Let’s remember what Labor Day weekend really means

To the Editor:

Labor Day is a three-day weekend filled with picnics, concerts and fairs, all celebrating the last hurrah of summer. While always a sweet ending to summer, what is Labor Day actually meant to celebrate?

Labor Day was created by unions in the late 1800s to honor American workers’ contributions to society and industry. It provided Americans with a well-deserved day off, even if it was unpaid. It also gave union members the opportunity to gather, discuss issues, support each other, and organize to improve workers’ lives. At that time, most Americans worked 12-hour days and 6 or 7-day work weeks. Children as young as 6 years old worked in factories and mines alongside adults.

Working conditions were often dangerous.

Through the years, unions have been instrumental in the establishment of many practices that we take for granted today, including 8-hour work days, 5-day work weeks, child labor laws, fair wages, health and retirement benefits, and career training. Today, unions remain at the forefront of efforts to improve working conditions, advocate for fair wages and benefits, and preserve the dignity of every worker.

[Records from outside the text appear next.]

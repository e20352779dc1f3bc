//! CLI integration tests
//!
//! Tests the harbor CLI using assert_cmd.

use std::path::{Path, PathBuf};

use assert_cmd::Command;
use predicates::prelude::*;

fn harbor() -> Command {
    let mut cmd = Command::cargo_bin("harbor")
        .expect("Failed to locate harbor binary - ensure it's built before running tests");
    cmd.env_remove("HARBOR_CONFIG").env_remove("RUST_LOG");
    cmd
}

fn free_port() -> u16 {
    std::net::TcpListener::bind("127.0.0.1:0")
        .unwrap()
        .local_addr()
        .unwrap()
        .port()
}

fn write_config(dir: &Path, body: &str) -> PathBuf {
    let path = dir.join("harbor.json");
    std::fs::write(&path, body).unwrap();
    path
}

const POLICY_CONFIG: &str = r#"{
    "policy": {
        "rules": [
            {"pattern": "*.openai.com", "action": "redirect-to-local", "redirectTarget": "127.0.0.1:11434"},
            {"pattern": "8.212.*", "action": "block"}
        ]
    }
}"#;

#[test]
fn test_cli_help() {
    harbor()
        .arg("--help")
        .assert()
        .success()
        .stdout(predicate::str::contains("harbor"))
        .stdout(predicate::str::contains("Single-host service orchestrator"));
}

#[test]
fn test_cli_version() {
    harbor()
        .arg("--version")
        .assert()
        .success()
        .stdout(predicate::str::contains("harbor"));
}

#[test]
fn test_cli_subcommand_help() {
    for (command, expected) in [
        ("start", "dependency order"),
        ("status", "JSON"),
        ("stop", "PID file"),
        ("test", "report"),
        ("classify", "policy"),
    ] {
        harbor()
            .args([command, "--help"])
            .assert()
            .success()
            .stdout(predicate::str::contains(expected));
    }
}

#[test]
fn test_cli_stub_service_is_hidden() {
    harbor()
        .arg("--help")
        .assert()
        .success()
        .stdout(predicate::str::contains("stub-service").not());
}

#[test]
fn test_cli_unknown_command() {
    harbor()
        .arg("nonexistent-command")
        .assert()
        .failure()
        .stderr(predicate::str::contains("unrecognized subcommand"));
}

#[test]
fn test_cli_restart_requires_name() {
    harbor().arg("restart").assert().failure();
}

#[test]
fn test_cli_config_init_check_show() {
    let dir = tempfile::tempdir().unwrap();
    let path = dir.path().join("harbor.json");

    harbor()
        .args(["--config", path.to_str().unwrap(), "config", "init"])
        .assert()
        .success();
    assert!(path.exists());

    harbor()
        .args(["--config", path.to_str().unwrap(), "config", "check"])
        .assert()
        .success()
        .stdout(predicate::str::contains("Start order: inference"));

    harbor()
        .args(["--config", path.to_str().unwrap(), "config", "show"])
        .assert()
        .success()
        .stdout(predicate::str::contains("\"ipcPort\""));
}

#[test]
fn test_cli_config_path_honours_flag() {
    harbor()
        .args(["--config", "/tmp/somewhere/harbor.json", "config", "path"])
        .assert()
        .success()
        .stdout(predicate::str::contains("/tmp/somewhere/harbor.json"));
}

#[test]
fn test_cli_config_check_rejects_cycle() {
    let dir = tempfile::tempdir().unwrap();
    let path = write_config(
        dir.path(),
        r#"{"services":[
            {"name":"a","command":"sleep","port":41201,"dependsOn":["b"]},
            {"name":"b","command":"sleep","port":41202,"dependsOn":["a"]}]}"#,
    );

    harbor()
        .args(["--config", path.to_str().unwrap(), "config", "check"])
        .assert()
        .failure()
        .stderr(predicate::str::contains("cycle"));
}

#[test]
fn test_cli_config_check_rejects_bad_rule() {
    let dir = tempfile::tempdir().unwrap();
    let path = write_config(
        dir.path(),
        r#"{"policy":{"rules":[{"pattern":"api.*.com","action":"block"}]}}"#,
    );

    harbor()
        .args(["--config", path.to_str().unwrap(), "config", "check"])
        .assert()
        .failure()
        .stderr(predicate::str::contains("wildcard"));
}

#[test]
fn test_cli_start_rejects_invalid_config() {
    let dir = tempfile::tempdir().unwrap();
    let path = write_config(
        dir.path(),
        r#"{"services":[{"name":"a","command":"sleep","port":41203,"dependsOn":["missing"]}]}"#,
    );
    let pid_file = dir.path().join("harbor.pid");

    harbor()
        .args([
            "--config",
            path.to_str().unwrap(),
            "start",
            "--pid-file",
            pid_file.to_str().unwrap(),
        ])
        .assert()
        .failure()
        .stderr(predicate::str::contains("unknown service 'missing'"));
    assert!(!pid_file.exists());
}

#[test]
fn test_cli_classify() {
    let dir = tempfile::tempdir().unwrap();
    let path = write_config(dir.path(), POLICY_CONFIG);
    let config = path.to_str().unwrap();

    harbor()
        .args(["--config", config, "classify", "api.openai.com:443"])
        .assert()
        .success()
        .stdout(predicate::str::contains("redirect -> 127.0.0.1:11434"));

    harbor()
        .args(["--config", config, "classify", "8.212.4.4"])
        .assert()
        .success()
        .stdout(predicate::str::contains("block"));

    harbor()
        .args(["--config", config, "classify", "localhost:11434"])
        .assert()
        .success()
        .stdout(predicate::str::contains("allow"));
}

#[test]
fn test_cli_status_not_running() {
    let dir = tempfile::tempdir().unwrap();
    let path = write_config(dir.path(), &format!(r#"{{"ipcPort": {}}}"#, free_port()));

    harbor()
        .args(["--config", path.to_str().unwrap(), "status"])
        .assert()
        .success()
        .stderr(predicate::str::contains("not running"));

    harbor()
        .args(["--config", path.to_str().unwrap(), "status", "--json"])
        .assert()
        .success()
        .stdout(predicate::str::contains("\"running\": false"));
}

#[test]
fn test_cli_stop_not_running() {
    let dir = tempfile::tempdir().unwrap();
    let path = write_config(dir.path(), &format!(r#"{{"ipcPort": {}}}"#, free_port()));
    let pid_file = dir.path().join("harbor.pid");

    harbor()
        .args([
            "--config",
            path.to_str().unwrap(),
            "stop",
            "--pid-file",
            pid_file.to_str().unwrap(),
        ])
        .assert()
        .success()
        .stderr(predicate::str::contains("not running"));
}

I am a special education para-educator and an 11-year member of SEIU local 284. My union provides me with the opportunity to have a voice in a career that I love. Equally as important to me is being part of a group of people working to support issues that ensure we have the best possible educational system. SEIU continuously fights for adequate educational funding at the State Capitol.

So I hope this Labor Day you relaxed, enjoyed time with family and friends and remembered the contributions of union members which enable us to kick back and have weekends to enjoy!